Медиарынок, который и так не очень хорошо чувствовал себя в Украине в экономическом плане, в условиях войны просел еще больше. У каждого СМИ своя история и подушка безопасности. Но если обобщить, какие тенденции сейчас преобладают в теле- и радиопространстве?
Сегодня все мы в одной лодке – все вкладываются в победу, а не зарабатывают. Мы говорили об этом на онлайн-совещании с полтысячей медийщиков – собрались ведущие и журналисты, технические работники, операторы, монтажеры, топ-менеджеры, редакторы.
В начале этой летучки присоединился президент, с которым был неформальный разговор. Один редактор сказала фразу, которая в принципе обобщает мнение всех: «сегодня круглосуточный труд – не о зарплате, а об Украине и победе». Все большие каналы, объединившиеся в национальный марафон, вкладывают в его производство свои средства, прекратили другие эфиры – развлекательные проекты, программы, шоу, в марафоне нет рекламных блоков. Каналы выплачивают зарплату всем своим сотрудникам, привлекают тех, кто не в марафоне, в производство Youtube- и другого контента. Вещатели приостановили определенные соглашения и договоренности с иностранными партнерами. И партнеры это поняли – по моей информации ни у кого нет претензий.
В единственном марафоне между участниками четко распределены обязанности, временные слоты.

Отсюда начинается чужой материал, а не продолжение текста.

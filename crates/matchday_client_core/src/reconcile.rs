#![forbid(unsafe_code)]

use chrono::{DateTime, Utc};
use matchday_domain::{Entrant, MatchDelta, MatchDetail, UserId};
use tracing::debug;

/// Outcome of folding one delta into the cached entity.
///
/// `Updated` carries a fresh value; the input is never mutated, so readers
/// holding the old snapshot stay consistent.
#[derive(Debug, Clone, PartialEq, Eq)]
pub enum Reconciled {
	Updated(MatchDetail),
	/// The delta was a duplicate, referenced an unknown user, or targets
	/// another match.
	Unchanged,
	/// The match is gone; the viewer must navigate away.
	Deleted,
}

fn remove_entrant(list: &mut Vec<Entrant>, user: &UserId) -> bool {
	let before = list.len();
	list.retain(|e| &e.user != user);
	list.len() != before
}

fn push_participant(entity: &mut MatchDetail, user: &UserId, joined_at: DateTime<Utc>) {
	entity.participants.push(Entrant::new(user.clone(), joined_at));
}

/// Fold one server delta into the entity.
///
/// Every arm is idempotent under duplicate delivery and a no-op for
/// unknown user references, so replayed or cross-channel-reordered events
/// cannot corrupt the cache.
pub fn reconcile(entity: &MatchDetail, delta: &MatchDelta) -> Reconciled {
	if delta.match_id() != &entity.id {
		debug!(event = delta.event_name(), match_id = %delta.match_id(), "delta for another match ignored");
		return Reconciled::Unchanged;
	}

	match delta {
		MatchDelta::NewRequest { user, joined_at, .. } => {
			if entity.in_waiting_list(user) || entity.is_participant(user) {
				debug!(event = "new-request", user = %user, "already present; skipped");
				return Reconciled::Unchanged;
			}
			let mut next = entity.clone();
			next.waiting_list.push(Entrant::new(user.clone(), *joined_at));
			Reconciled::Updated(next)
		}

		MatchDelta::Accepted { user, joined_at, .. } => {
			let was_waiting = entity.in_waiting_list(user);
			if !was_waiting && entity.is_participant(user) {
				debug!(event = "accepted", user = %user, "already a participant; skipped");
				return Reconciled::Unchanged;
			}
			let mut next = entity.clone();
			remove_entrant(&mut next.waiting_list, user);
			if !next.is_participant(user) {
				push_participant(&mut next, user, *joined_at);
			}
			Reconciled::Updated(next)
		}

		MatchDelta::Rejected { user, .. } => {
			if !entity.in_waiting_list(user) {
				debug!(event = "rejected", user = %user, "not on waiting list; skipped");
				return Reconciled::Unchanged;
			}
			let mut next = entity.clone();
			remove_entrant(&mut next.waiting_list, user);
			Reconciled::Updated(next)
		}

		MatchDelta::AdminAdded { user, .. } => {
			if entity.admins.contains(user) {
				return Reconciled::Unchanged;
			}
			let mut next = entity.clone();
			next.admins.insert(user.clone());
			Reconciled::Updated(next)
		}

		MatchDelta::AdminRemoved { user, .. } => {
			if !entity.admins.contains(user) {
				debug!(event = "admin-removed", user = %user, "not an admin; skipped");
				return Reconciled::Unchanged;
			}
			let mut next = entity.clone();
			next.admins.remove(user);
			Reconciled::Updated(next)
		}

		MatchDelta::Expelled { user, .. } => {
			if !entity.is_participant(user) && !entity.admins.contains(user) {
				debug!(event = "expelled", user = %user, "unknown user reference; skipped");
				return Reconciled::Unchanged;
			}
			let mut next = entity.clone();
			remove_entrant(&mut next.participants, user);
			next.admins.remove(user);
			Reconciled::Updated(next)
		}

		MatchDelta::Left { user, new_creator, .. } => {
			let mut next = entity.clone();
			let mut changed = remove_entrant(&mut next.participants, user);
			changed |= next.admins.remove(user);

			if let Some(creator) = new_creator {
				if &next.creator != creator {
					next.creator = creator.clone();
					changed = true;
				}
				changed |= next.admins.insert(creator.clone());
			}

			if !changed {
				debug!(event = "left", user = %user, "unknown user reference; skipped");
				return Reconciled::Unchanged;
			}
			Reconciled::Updated(next)
		}

		MatchDelta::LinkJoined { user, joined_at, .. } => {
			if entity.is_participant(user) {
				debug!(event = "link-joined", user = %user, "already a participant; skipped");
				return Reconciled::Unchanged;
			}
			let mut next = entity.clone();
			// A link join supersedes any pending request from the same
			// user; one list at most.
			remove_entrant(&mut next.waiting_list, user);
			push_participant(&mut next, user, *joined_at);
			Reconciled::Updated(next)
		}

		MatchDelta::StatusChanged { status, .. } => {
			if entity.status == *status {
				return Reconciled::Unchanged;
			}
			let mut next = entity.clone();
			next.status = *status;
			Reconciled::Updated(next)
		}

		MatchDelta::AgreementToggled { rivalry, .. } => {
			if entity.rivalry.as_ref() == Some(rivalry) {
				return Reconciled::Unchanged;
			}
			let mut next = entity.clone();
			next.rivalry = Some(rivalry.clone());
			Reconciled::Updated(next)
		}

		MatchDelta::Deleted { .. } => Reconciled::Deleted,
	}
}

#[cfg(test)]
mod tests {
	use chrono::TimeZone;
	use matchday_domain::{MatchId, MatchStatus, RivalryAgreement, RivalryStatus};
	use proptest::prelude::*;

	use super::*;

	fn uid(s: &str) -> UserId {
		UserId::new(s).expect("valid user id")
	}

	fn mid(s: &str) -> MatchId {
		MatchId::new(s).expect("valid match id")
	}

	fn ts() -> DateTime<Utc> {
		Utc.with_ymd_and_hms(2026, 3, 14, 18, 30, 0).single().expect("valid timestamp")
	}

	fn entity() -> MatchDetail {
		MatchDetail::new(mid("m1"), uid("U1"))
	}

	fn apply(entity: &MatchDetail, delta: &MatchDelta) -> MatchDetail {
		match reconcile(entity, delta) {
			Reconciled::Updated(next) => next,
			Reconciled::Unchanged => entity.clone(),
			Reconciled::Deleted => panic!("unexpected terminal delta"),
		}
	}

	#[test]
	fn request_accept_expel_scenario() {
		let e0 = entity();

		let e1 = apply(
			&e0,
			&MatchDelta::NewRequest {
				match_id: mid("m1"),
				user: uid("U2"),
				joined_at: ts(),
			},
		);
		assert_eq!(e1.waiting_list.len(), 1);
		assert!(e1.in_waiting_list(&uid("U2")));

		let e2 = apply(
			&e1,
			&MatchDelta::Accepted {
				match_id: mid("m1"),
				user: uid("U2"),
				joined_at: ts(),
			},
		);
		assert!(e2.waiting_list.is_empty());
		assert!(e2.is_participant(&uid("U2")));

		let e3 = apply(
			&e2,
			&MatchDelta::Expelled {
				match_id: mid("m1"),
				user: uid("U2"),
			},
		);
		assert!(e3.participants.is_empty());
	}

	#[test]
	fn accepted_twice_equals_accepted_once() {
		let mut e = entity();
		e.waiting_list.push(Entrant::new(uid("U2"), ts()));

		let delta = MatchDelta::Accepted {
			match_id: mid("m1"),
			user: uid("U2"),
			joined_at: ts(),
		};

		let once = apply(&e, &delta);
		assert!(matches!(reconcile(&once, &delta), Reconciled::Unchanged));
		let twice = apply(&once, &delta);
		assert_eq!(once, twice);
	}

	#[test]
	fn accept_before_request_still_lands() {
		let e = entity();
		let accepted = apply(
			&e,
			&MatchDelta::Accepted {
				match_id: mid("m1"),
				user: uid("U2"),
				joined_at: ts(),
			},
		);
		assert!(accepted.is_participant(&uid("U2")));
		assert!(accepted.waiting_list.is_empty());

		// The late request finds the user already seated.
		assert!(matches!(
			reconcile(
				&accepted,
				&MatchDelta::NewRequest {
					match_id: mid("m1"),
					user: uid("U2"),
					joined_at: ts(),
				}
			),
			Reconciled::Unchanged
		));
	}

	#[test]
	fn expelling_an_unknown_user_is_a_noop() {
		let e = entity();
		assert!(matches!(
			reconcile(
				&e,
				&MatchDelta::Expelled {
					match_id: mid("m1"),
					user: uid("ghost"),
				}
			),
			Reconciled::Unchanged
		));
	}

	#[test]
	fn delta_for_another_match_is_ignored() {
		let e = entity();
		assert!(matches!(
			reconcile(
				&e,
				&MatchDelta::StatusChanged {
					match_id: mid("other"),
					status: MatchStatus::Cancelled,
				}
			),
			Reconciled::Unchanged
		));
		// Even a deletion of another match is not terminal here.
		assert!(matches!(
			reconcile(&e, &MatchDelta::Deleted { match_id: mid("other") }),
			Reconciled::Unchanged
		));
	}

	#[test]
	fn left_reassigns_creator_into_admin_set() {
		let mut e = entity();
		e.participants.push(Entrant::new(uid("U1"), ts()));
		e.participants.push(Entrant::new(uid("U2"), ts()));

		let next = apply(
			&e,
			&MatchDelta::Left {
				match_id: mid("m1"),
				user: uid("U1"),
				new_creator: Some(uid("U2")),
			},
		);
		assert!(!next.is_participant(&uid("U1")));
		assert_eq!(next.creator, uid("U2"));
		assert!(next.admins.contains(&uid("U2")));
		assert!(next.is_admin(&uid("U2")));
	}

	#[test]
	fn independent_field_deltas_commute() {
		let mut e = entity();
		e.waiting_list.push(Entrant::new(uid("U2"), ts()));

		let accept = MatchDelta::Accepted {
			match_id: mid("m1"),
			user: uid("U2"),
			joined_at: ts(),
		};
		let promote = MatchDelta::AdminAdded {
			match_id: mid("m1"),
			user: uid("U3"),
		};
		let toggle = MatchDelta::StatusChanged {
			match_id: mid("m1"),
			status: MatchStatus::Full,
		};

		let ab = apply(&apply(&apply(&e, &accept), &promote), &toggle);
		let ba = apply(&apply(&apply(&e, &toggle), &promote), &accept);
		assert_eq!(ab, ba);
	}

	#[test]
	fn agreement_toggle_replaces_sub_record() {
		let e = entity();
		let rivalry = RivalryAgreement {
			status: RivalryStatus::Confirmed,
			agreed: true,
			updated_at: ts(),
		};
		let next = apply(
			&e,
			&MatchDelta::AgreementToggled {
				match_id: mid("m1"),
				rivalry: rivalry.clone(),
			},
		);
		assert_eq!(next.rivalry, Some(rivalry.clone()));

		// Replaying the same toggle changes nothing.
		assert!(matches!(
			reconcile(
				&next,
				&MatchDelta::AgreementToggled {
					match_id: mid("m1"),
					rivalry,
				}
			),
			Reconciled::Unchanged
		));
	}

	fn arb_user() -> impl Strategy<Value = UserId> {
		prop_oneof![Just(uid("U1")), Just(uid("U2")), Just(uid("U3")), Just(uid("U4"))]
	}

	fn arb_delta() -> impl Strategy<Value = MatchDelta> {
		let m = mid("m1");
		prop_oneof![
			arb_user().prop_map({
				let m = m.clone();
				move |user| MatchDelta::NewRequest {
					match_id: m.clone(),
					user,
					joined_at: ts(),
				}
			}),
			arb_user().prop_map({
				let m = m.clone();
				move |user| MatchDelta::Accepted {
					match_id: m.clone(),
					user,
					joined_at: ts(),
				}
			}),
			arb_user().prop_map({
				let m = m.clone();
				move |user| MatchDelta::Rejected { match_id: m.clone(), user }
			}),
			arb_user().prop_map({
				let m = m.clone();
				move |user| MatchDelta::AdminAdded { match_id: m.clone(), user }
			}),
			arb_user().prop_map({
				let m = m.clone();
				move |user| MatchDelta::AdminRemoved { match_id: m.clone(), user }
			}),
			arb_user().prop_map({
				let m = m.clone();
				move |user| MatchDelta::Expelled { match_id: m.clone(), user }
			}),
			arb_user().prop_map({
				let m = m.clone();
				move |user| MatchDelta::Left {
					match_id: m.clone(),
					user,
					new_creator: None,
				}
			}),
			arb_user().prop_map({
				let m = m.clone();
				move |user| MatchDelta::LinkJoined {
					match_id: m.clone(),
					user,
					joined_at: ts(),
				}
			}),
		]
	}

	proptest! {
		/// Replaying any delta immediately after applying it is a no-op,
		/// and the one-list-per-user invariant survives any sequence.
		#[test]
		fn duplicate_delivery_is_idempotent(deltas in proptest::collection::vec(arb_delta(), 1..24)) {
			let mut e = entity();
			for delta in &deltas {
				let once = apply(&e, delta);
				let twice = apply(&once, delta);
				prop_assert_eq!(&once, &twice);

				for entrant in &once.participants {
					prop_assert!(!once.in_waiting_list(&entrant.user));
				}
				e = once;
			}
		}
	}
}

И работают коллеги просто победоносно – я искренне ценю то, как это сейчас происходит. Особенно, если учесть, что каналы и радиостанции, которые присоединились к этой платформе, буквально месяц назад имели разные интересы, а разные владельцы имели разные политические подходы…

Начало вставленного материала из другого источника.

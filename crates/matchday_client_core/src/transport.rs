#![forbid(unsafe_code)]

use std::future::Future;
use std::pin::Pin;
use std::time::Duration;

use futures::stream::{SplitSink, SplitStream};
use futures::{SinkExt, StreamExt};
use matchday_domain::{ChatMessage, MatchDelta, MatchId, MessageId, UserId};
use matchday_util::endpoint::WsEndpoint;
use serde::{Deserialize, Serialize};
use thiserror::Error;
use tokio::net::TcpStream;
use tokio_tungstenite::tungstenite::Message;
use tokio_tungstenite::{MaybeTlsStream, WebSocketStream, connect_async};
use tracing::debug;

/// The three persistent event channels, one identity each.
#[derive(Debug, Clone, Copy, PartialEq, Eq, Hash)]
pub enum ChannelKind {
	Presence,
	Notifications,
	Chat,
}

impl ChannelKind {
	pub const ALL: [ChannelKind; 3] = [ChannelKind::Presence, ChannelKind::Notifications, ChannelKind::Chat];

	/// Path namespace the channel hangs off the event endpoint.
	pub const fn namespace(self) -> &'static str {
		match self {
			ChannelKind::Presence => "presence",
			ChannelKind::Notifications => "notify",
			ChannelKind::Chat => "chat",
		}
	}
}

impl core::fmt::Display for ChannelKind {
	fn fmt(&self, f: &mut core::fmt::Formatter<'_>) -> core::fmt::Result {
		f.write_str(self.namespace())
	}
}

/// Transport-level failures. Retried per policy, never surfaced as user
/// errors.
#[derive(Debug, Error, Clone)]
pub enum TransportError {
	#[error("endpoint: {0}")]
	Endpoint(String),
	#[error("connect: {0}")]
	Connect(String),
	#[error("handshake: {0}")]
	Handshake(String),
	#[error("io: {0}")]
	Io(String),
	#[error("encode: {0}")]
	Encode(String),
	#[error("channel closed")]
	Closed,
}

/// Outbound control events. `{"event": ..., "data": {...}}` text frames.
#[derive(Debug, Clone, PartialEq, Eq, Serialize, Deserialize)]
#[serde(tag = "event", content = "data", rename_all = "kebab-case", rename_all_fields = "camelCase")]
pub enum ClientEvent {
	/// Handshake frame carrying the identity; first frame on every channel.
	Hello { user_id: UserId },
	JoinRoom { room_id: MatchId, user_id: UserId },
	LeaveRoom { room_id: MatchId, user_id: UserId },
	JoinRealRoom { room_id: MatchId, user_id: UserId },
	LeaveRealRoom { room_id: MatchId, user_id: UserId },
	TypingStart { room_id: MatchId, user_id: UserId },
	TypingStop { room_id: MatchId, user_id: UserId },
}

/// Inbound events that are not match deltas.
#[derive(Debug, Clone, PartialEq, Eq, Serialize, Deserialize)]
#[serde(tag = "event", content = "data", rename_all = "kebab-case", rename_all_fields = "camelCase")]
pub enum ChannelEvent {
	/// Full roster of online user ids; replaces, never diffs.
	RosterSnapshot(Vec<UserId>),
	NewMessage { room_id: MatchId, message: ChatMessage },
	TypingStart { room_id: MatchId, user_id: UserId },
	TypingStop { room_id: MatchId, user_id: UserId },
	MessageSeen {
		room_id: MatchId,
		message_id: MessageId,
		user_id: UserId,
	},
}

/// Any inbound event: a match delta or a channel event.
#[derive(Debug, Clone, PartialEq, Eq, Serialize, Deserialize)]
#[serde(untagged)]
pub enum ServerEvent {
	Delta(MatchDelta),
	Channel(ChannelEvent),
}

pub type BoxedChannelSender = Box<dyn ChannelSender>;
pub type BoxedChannelEvents = Box<dyn ChannelEvents>;

/// Write half of one connected channel.
pub trait ChannelSender: Send {
	fn send<'a>(
		&'a mut self,
		event: &'a ClientEvent,
	) -> Pin<Box<dyn Future<Output = Result<(), TransportError>> + Send + 'a>>;

	/// Best-effort close; errors are swallowed.
	fn close<'a>(&'a mut self) -> Pin<Box<dyn Future<Output = ()> + Send + 'a>>;
}

/// Read half of one connected channel.
pub trait ChannelEvents: Send {
	/// Deliver inbound events to `on_event` until the stream ends.
	///
	/// `Ok(())` means the remote closed the stream; `Err` is a transport
	/// failure. Frames that do not decode are skipped, not fatal.
	fn run_events_loop<'a>(
		&'a mut self,
		on_event: Box<dyn FnMut(ServerEvent) + Send + 'a>,
	) -> Pin<Box<dyn Future<Output = Result<(), TransportError>> + Send + 'a>>;
}

/// Dials one channel for one identity.
pub trait Connector: Send + Sync {
	fn connect<'a>(
		&'a self,
		kind: ChannelKind,
		identity: &'a UserId,
	) -> Pin<Box<dyn Future<Output = Result<(BoxedChannelSender, BoxedChannelEvents), TransportError>> + Send + 'a>>;
}

/// Production connector: WebSocket per channel, JSON text frames, `hello`
/// handshake, the whole dial bounded by `handshake_timeout`.
#[derive(Debug, Clone)]
pub struct WsConnector {
	endpoint: WsEndpoint,
	handshake_timeout: Duration,
}

impl WsConnector {
	pub fn new(endpoint: WsEndpoint, handshake_timeout: Duration) -> Self {
		Self {
			endpoint,
			handshake_timeout,
		}
	}
}

type WsSink = SplitSink<WebSocketStream<MaybeTlsStream<TcpStream>>, Message>;
type WsSource = SplitStream<WebSocketStream<MaybeTlsStream<TcpStream>>>;

struct WsSender {
	sink: WsSink,
}

struct WsEvents {
	kind: ChannelKind,
	source: WsSource,
}

fn encode_event(event: &ClientEvent) -> Result<Message, TransportError> {
	let text = serde_json::to_string(event).map_err(|e| TransportError::Encode(e.to_string()))?;
	Ok(Message::text(text))
}

impl Connector for WsConnector {
	fn connect<'a>(
		&'a self,
		kind: ChannelKind,
		identity: &'a UserId,
	) -> Pin<Box<dyn Future<Output = Result<(BoxedChannelSender, BoxedChannelEvents), TransportError>> + Send + 'a>> {
		Box::pin(async move {
			let url = self.endpoint.channel_url(kind.namespace());

			let dial = async {
				let (ws, _response) = connect_async(url.as_str())
					.await
					.map_err(|e| TransportError::Connect(format!("{url}: {e}")))?;

				let (mut sink, source) = ws.split();

				let hello = ClientEvent::Hello {
					user_id: identity.clone(),
				};
				sink.send(encode_event(&hello)?)
					.await
					.map_err(|e| TransportError::Handshake(e.to_string()))?;

				Ok::<_, TransportError>((sink, source))
			};

			let (sink, source) = tokio::time::timeout(self.handshake_timeout, dial)
				.await
				.map_err(|_| TransportError::Handshake(format!("{url}: timed out")))??;

			debug!(channel = %kind, %url, "channel connected");

			Ok((
				Box::new(WsSender { sink }) as BoxedChannelSender,
				Box::new(WsEvents { kind, source }) as BoxedChannelEvents,
			))
		})
	}
}

impl ChannelSender for WsSender {
	fn send<'a>(
		&'a mut self,
		event: &'a ClientEvent,
	) -> Pin<Box<dyn Future<Output = Result<(), TransportError>> + Send + 'a>> {
		Box::pin(async move {
			let frame = encode_event(event)?;
			self.sink.send(frame).await.map_err(|e| TransportError::Io(e.to_string()))
		})
	}

	fn close<'a>(&'a mut self) -> Pin<Box<dyn Future<Output = ()> + Send + 'a>> {
		Box::pin(async move {
			let _ = self.sink.send(Message::Close(None)).await;
			let _ = self.sink.close().await;
		})
	}
}

impl ChannelEvents for WsEvents {
	fn run_events_loop<'a>(
		&'a mut self,
		mut on_event: Box<dyn FnMut(ServerEvent) + Send + 'a>,
	) -> Pin<Box<dyn Future<Output = Result<(), TransportError>> + Send + 'a>> {
		Box::pin(async move {
			while let Some(frame) = self.source.next().await {
				match frame {
					Ok(Message::Text(text)) => match serde_json::from_str::<ServerEvent>(&text) {
						Ok(ev) => on_event(ev),
						Err(e) => {
							debug!(channel = %self.kind, error = %e, "skipping undecodable frame");
						}
					},
					Ok(Message::Close(_)) => return Ok(()),
					// Pings are answered by the websocket layer on the
					// next write; binary frames are not part of the
					// protocol.
					Ok(_) => {}
					Err(e) => return Err(TransportError::Io(e.to_string())),
				}
			}
			Ok(())
		})
	}
}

На мой взгляд, многие осознали, что полномасштабному вторжению предшествовала гибридная диверсионная война, которая имела целью ослабление нашего информационного пространства… И сегодня все вкладываются в это информационное контрнаступление и думают о том, какими мы будем после победы.
Вы говорите, что медиа пытаются, по крайней мере, пока удержать своих работников. Но насколько такие большие штаты в нынешних условиях нужны?
Каждая компания дорожит своими людьми – вкладывается в безопасность коллег и их семей, находит рабочую загрузку. Многие люди производят контент еще и на иновещание, это делается силами объединенных вещателей, нарабатывают диджитал-контент, организуют мощные акции за границей… Это достаточно тяжело экономически, но пока они справляются. Разве что небольшое количество работников взяло отпуска, имея свои семейные проблемы, кто-то уволился, потому что попал в опасные обстоятельства и должен спасать семью... Но понимание того, как потом после победы подняться и еще развиваться, пока отсутствует.
Поэтому Национальный совет уже сейчас работает над новым Планом информационного развития, а также обратился к Кабмину с предложением, как можно сегодня поддержать вещателей – и больших, и малых, которые несут на себе серьезные тяготы.
Сейчас и на телевидении, и на радио идет круглосуточный марафон – все перешли на военные рельсы. Но не чрезмерное ли это давление на зрителей-слушателей, которые, условно говоря, хотят хоть ненадолго переключиться с этого дискурса? Расслабиться, условно выражаясь, послушать любимые песни, посмотреть привычные шоу.
В общенациональном марафоне постоянно дают информацию о событиях, сообщениях, важных для жизни, – о гуманитарных конвоях, инструкциях, разъяснениях, объявлениях воздушной тревоги.
Некоторые из наших граждан сидят в подвалах, в заблокированных городах, где телевизор не включишь, а надо знать, что происходит. В некоторых городах люди даже не знают, чей сейчас Киев, находясь в полном вакууме. Поэтому эфир марафона мы постарались передавать, в частности через альтернативные источники – радио, телефонные приложения. На случай, если сохранились батарейки или включится свет, можно получить информацию. А некоторые победоносные журналисты еще и в оккупации находят способы передать «на свободу» материал о том, что там происходит.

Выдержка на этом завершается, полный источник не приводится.